**TASK INSTRUCTIONS**
What do the lines say, reproduced word for word, from the first of the entries below through the line bearing "pub fn parent(&self, id: NodeId)"?

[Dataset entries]
····················

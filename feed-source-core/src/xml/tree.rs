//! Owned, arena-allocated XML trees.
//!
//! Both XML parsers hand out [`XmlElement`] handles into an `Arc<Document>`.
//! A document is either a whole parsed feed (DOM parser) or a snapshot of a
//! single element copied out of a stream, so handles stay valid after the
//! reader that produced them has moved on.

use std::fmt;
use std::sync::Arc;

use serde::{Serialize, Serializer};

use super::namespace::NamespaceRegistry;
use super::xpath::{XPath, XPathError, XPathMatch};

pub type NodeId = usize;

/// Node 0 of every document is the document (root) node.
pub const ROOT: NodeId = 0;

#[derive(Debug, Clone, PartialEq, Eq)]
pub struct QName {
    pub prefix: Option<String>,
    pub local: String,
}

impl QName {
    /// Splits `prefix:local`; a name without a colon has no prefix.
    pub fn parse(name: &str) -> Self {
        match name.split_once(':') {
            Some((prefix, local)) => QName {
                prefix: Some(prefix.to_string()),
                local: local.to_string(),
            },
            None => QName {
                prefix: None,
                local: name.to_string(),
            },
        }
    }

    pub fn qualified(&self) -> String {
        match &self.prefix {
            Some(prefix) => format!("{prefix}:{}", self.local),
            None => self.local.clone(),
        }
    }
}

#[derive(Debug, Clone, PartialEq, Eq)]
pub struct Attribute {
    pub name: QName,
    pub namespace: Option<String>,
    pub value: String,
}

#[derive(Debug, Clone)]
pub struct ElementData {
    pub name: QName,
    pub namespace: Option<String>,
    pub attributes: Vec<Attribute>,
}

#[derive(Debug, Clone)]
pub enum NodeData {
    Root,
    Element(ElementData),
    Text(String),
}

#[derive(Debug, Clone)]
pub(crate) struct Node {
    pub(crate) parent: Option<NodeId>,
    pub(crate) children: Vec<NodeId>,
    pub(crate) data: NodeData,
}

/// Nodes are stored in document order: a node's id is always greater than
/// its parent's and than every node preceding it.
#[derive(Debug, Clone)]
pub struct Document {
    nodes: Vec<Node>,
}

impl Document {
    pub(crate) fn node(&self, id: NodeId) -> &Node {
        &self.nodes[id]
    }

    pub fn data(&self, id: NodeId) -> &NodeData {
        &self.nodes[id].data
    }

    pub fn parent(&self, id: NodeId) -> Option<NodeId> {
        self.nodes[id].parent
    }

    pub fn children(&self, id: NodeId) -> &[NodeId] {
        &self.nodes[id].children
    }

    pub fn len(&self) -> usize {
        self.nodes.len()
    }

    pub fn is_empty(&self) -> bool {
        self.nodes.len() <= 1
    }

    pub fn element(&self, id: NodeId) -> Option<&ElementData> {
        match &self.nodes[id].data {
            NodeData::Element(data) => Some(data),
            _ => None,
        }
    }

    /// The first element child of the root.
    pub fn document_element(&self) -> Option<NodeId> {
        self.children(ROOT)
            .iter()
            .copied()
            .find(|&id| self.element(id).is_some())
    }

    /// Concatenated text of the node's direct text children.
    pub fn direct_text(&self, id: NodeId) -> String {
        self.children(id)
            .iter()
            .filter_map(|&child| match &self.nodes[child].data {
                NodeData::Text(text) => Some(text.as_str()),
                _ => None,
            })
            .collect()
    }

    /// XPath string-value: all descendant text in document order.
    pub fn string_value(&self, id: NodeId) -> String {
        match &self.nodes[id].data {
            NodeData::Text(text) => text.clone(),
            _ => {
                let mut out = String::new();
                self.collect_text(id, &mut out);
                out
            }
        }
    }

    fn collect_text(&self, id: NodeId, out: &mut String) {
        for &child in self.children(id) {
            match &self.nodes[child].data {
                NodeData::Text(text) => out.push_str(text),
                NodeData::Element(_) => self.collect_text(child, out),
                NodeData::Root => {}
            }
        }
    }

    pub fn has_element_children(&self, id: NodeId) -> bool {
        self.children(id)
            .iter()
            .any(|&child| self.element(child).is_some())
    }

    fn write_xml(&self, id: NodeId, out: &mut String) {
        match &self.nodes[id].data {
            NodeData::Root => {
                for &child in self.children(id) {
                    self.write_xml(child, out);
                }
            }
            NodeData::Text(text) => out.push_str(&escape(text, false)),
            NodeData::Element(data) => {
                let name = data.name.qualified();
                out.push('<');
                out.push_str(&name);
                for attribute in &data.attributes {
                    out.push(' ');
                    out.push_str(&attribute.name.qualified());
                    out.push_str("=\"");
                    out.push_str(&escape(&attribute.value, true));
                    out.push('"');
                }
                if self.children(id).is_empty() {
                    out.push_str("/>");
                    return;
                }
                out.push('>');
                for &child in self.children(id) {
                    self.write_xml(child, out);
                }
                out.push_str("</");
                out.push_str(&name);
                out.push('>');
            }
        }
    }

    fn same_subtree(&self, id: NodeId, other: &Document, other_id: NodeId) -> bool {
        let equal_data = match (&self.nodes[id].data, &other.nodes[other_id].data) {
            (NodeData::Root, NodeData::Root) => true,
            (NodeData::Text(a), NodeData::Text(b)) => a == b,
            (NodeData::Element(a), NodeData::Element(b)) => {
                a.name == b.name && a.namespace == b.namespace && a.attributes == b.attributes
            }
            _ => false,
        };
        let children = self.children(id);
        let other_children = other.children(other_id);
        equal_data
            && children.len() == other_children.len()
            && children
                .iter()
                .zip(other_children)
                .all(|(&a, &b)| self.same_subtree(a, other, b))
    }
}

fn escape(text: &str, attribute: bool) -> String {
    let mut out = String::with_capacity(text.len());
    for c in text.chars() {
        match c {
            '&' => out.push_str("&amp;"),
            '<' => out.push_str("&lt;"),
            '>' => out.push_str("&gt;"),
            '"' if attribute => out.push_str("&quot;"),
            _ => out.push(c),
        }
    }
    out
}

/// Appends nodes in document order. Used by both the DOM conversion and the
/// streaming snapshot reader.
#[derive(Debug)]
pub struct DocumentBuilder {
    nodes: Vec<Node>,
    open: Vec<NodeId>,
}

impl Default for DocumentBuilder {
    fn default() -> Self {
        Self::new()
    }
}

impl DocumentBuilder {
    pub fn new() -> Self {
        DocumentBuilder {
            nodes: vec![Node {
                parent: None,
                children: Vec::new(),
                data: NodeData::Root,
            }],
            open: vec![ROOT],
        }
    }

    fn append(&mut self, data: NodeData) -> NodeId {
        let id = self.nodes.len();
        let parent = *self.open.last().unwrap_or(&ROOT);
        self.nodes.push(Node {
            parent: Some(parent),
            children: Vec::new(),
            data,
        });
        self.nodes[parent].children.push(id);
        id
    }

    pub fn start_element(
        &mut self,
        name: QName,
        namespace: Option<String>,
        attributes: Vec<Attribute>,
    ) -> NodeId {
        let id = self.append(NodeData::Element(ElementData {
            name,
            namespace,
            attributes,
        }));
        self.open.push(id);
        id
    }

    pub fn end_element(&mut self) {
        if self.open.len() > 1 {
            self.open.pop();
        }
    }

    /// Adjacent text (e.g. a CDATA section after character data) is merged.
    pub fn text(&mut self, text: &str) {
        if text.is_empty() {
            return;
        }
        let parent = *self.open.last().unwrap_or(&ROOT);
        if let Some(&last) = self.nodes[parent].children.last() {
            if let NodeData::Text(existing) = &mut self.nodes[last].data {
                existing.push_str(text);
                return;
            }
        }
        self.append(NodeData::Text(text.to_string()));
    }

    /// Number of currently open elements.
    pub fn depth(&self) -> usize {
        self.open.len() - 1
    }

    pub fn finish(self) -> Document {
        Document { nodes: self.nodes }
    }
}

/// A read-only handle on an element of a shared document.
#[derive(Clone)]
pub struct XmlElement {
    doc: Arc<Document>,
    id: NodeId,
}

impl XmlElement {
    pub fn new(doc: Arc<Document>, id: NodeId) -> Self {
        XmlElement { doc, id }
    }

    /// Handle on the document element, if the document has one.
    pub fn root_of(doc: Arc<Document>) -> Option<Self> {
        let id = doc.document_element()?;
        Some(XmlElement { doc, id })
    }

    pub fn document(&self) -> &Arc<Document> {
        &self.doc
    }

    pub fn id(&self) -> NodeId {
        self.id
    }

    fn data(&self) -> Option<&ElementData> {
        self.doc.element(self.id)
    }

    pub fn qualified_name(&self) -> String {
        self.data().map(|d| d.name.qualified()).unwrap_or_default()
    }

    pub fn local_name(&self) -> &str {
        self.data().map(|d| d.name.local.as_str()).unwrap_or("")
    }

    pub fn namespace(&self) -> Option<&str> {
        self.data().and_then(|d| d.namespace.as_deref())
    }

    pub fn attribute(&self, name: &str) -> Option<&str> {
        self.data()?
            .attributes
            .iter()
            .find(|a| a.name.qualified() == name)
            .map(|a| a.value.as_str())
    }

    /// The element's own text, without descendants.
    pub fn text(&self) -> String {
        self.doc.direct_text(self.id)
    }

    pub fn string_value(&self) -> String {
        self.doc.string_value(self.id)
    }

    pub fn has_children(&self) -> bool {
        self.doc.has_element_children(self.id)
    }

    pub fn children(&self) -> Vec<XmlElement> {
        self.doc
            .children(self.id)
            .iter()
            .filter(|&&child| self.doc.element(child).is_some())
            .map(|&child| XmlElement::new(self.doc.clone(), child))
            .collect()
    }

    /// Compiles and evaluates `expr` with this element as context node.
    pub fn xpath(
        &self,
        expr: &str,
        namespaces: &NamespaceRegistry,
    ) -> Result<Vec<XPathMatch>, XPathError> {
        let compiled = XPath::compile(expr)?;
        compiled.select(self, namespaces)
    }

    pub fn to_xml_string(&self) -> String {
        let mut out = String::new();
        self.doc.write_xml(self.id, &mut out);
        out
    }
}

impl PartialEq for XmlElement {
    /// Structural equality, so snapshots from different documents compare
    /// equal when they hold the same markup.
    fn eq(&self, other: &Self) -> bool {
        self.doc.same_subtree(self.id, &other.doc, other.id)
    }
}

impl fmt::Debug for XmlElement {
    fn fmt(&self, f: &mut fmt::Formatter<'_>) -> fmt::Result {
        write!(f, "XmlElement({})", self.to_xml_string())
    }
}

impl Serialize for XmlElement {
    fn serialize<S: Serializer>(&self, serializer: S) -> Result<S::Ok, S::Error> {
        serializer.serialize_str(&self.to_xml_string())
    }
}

····················

**RESULT FOR THIS TASK**
filename feed-source-core/src/xml/tree.rs
//! Owned, arena-allocated XML trees.
//!
//! Both XML parsers hand out [`XmlElement`] handles into an `Arc<Document>`.
//! A document is either a whole parsed feed (DOM parser) or a snapshot of a
//! single element copied out of a stream, so handles stay valid after the
//! reader that produced them has moved on.

use std::fmt;
use std::sync::Arc;

use serde::{Serialize, Serializer};

use super::namespace::NamespaceRegistry;
use super::xpath::{XPath, XPathError, XPathMatch};

pub type NodeId = usize;

/// Node 0 of every document is the document (root) node.
pub const ROOT: NodeId = 0;

#[derive(Debug, Clone, PartialEq, Eq)]
pub struct QName {
    pub prefix: Option<String>,
    pub local: String,
}

impl QName {
    /// Splits `prefix:local`; a name without a colon has no prefix.
    pub fn parse(name: &str) -> Self {
        match name.split_once(':') {
            Some((prefix, local)) => QName {
                prefix: Some(prefix.to_string()),
                local: local.to_string(),
            },
            None => QName {
                prefix: None,
                local: name.to_string(),
            },
        }
    }

    pub fn qualified(&self) -> String {
        match &self.prefix {
            Some(prefix) => format!("{prefix}:{}", self.local),
            None => self.local.clone(),
        }
    }
}

#[derive(Debug, Clone, PartialEq, Eq)]
pub struct Attribute {
    pub name: QName,
    pub namespace: Option<String>,
    pub value: String,
}

#[derive(Debug, Clone)]
pub struct ElementData {
    pub name: QName,
    pub namespace: Option<String>,
    pub attributes: Vec<Attribute>,
}

#[derive(Debug, Clone)]
pub enum NodeData {
    Root,
    Element(ElementData),
    Text(String),
}

#[derive(Debug, Clone)]
pub(crate) struct Node {
    pub(crate) parent: Option<NodeId>,
    pub(crate) children: Vec<NodeId>,
    pub(crate) data: NodeData,
}

/// Nodes are stored in document order: a node's id is always greater than
/// its parent's and than every node preceding it.
#[derive(Debug, Clone)]
pub struct Document {
    nodes: Vec<Node>,
}

impl Document {
    pub(crate) fn node(&self, id: NodeId) -> &Node {
        &self.nodes[id]
    }

    pub fn data(&self, id: NodeId) -> &NodeData {
        &self.nodes[id].data
    }

    pub fn parent(&self, id: NodeId) -> Option<NodeId> {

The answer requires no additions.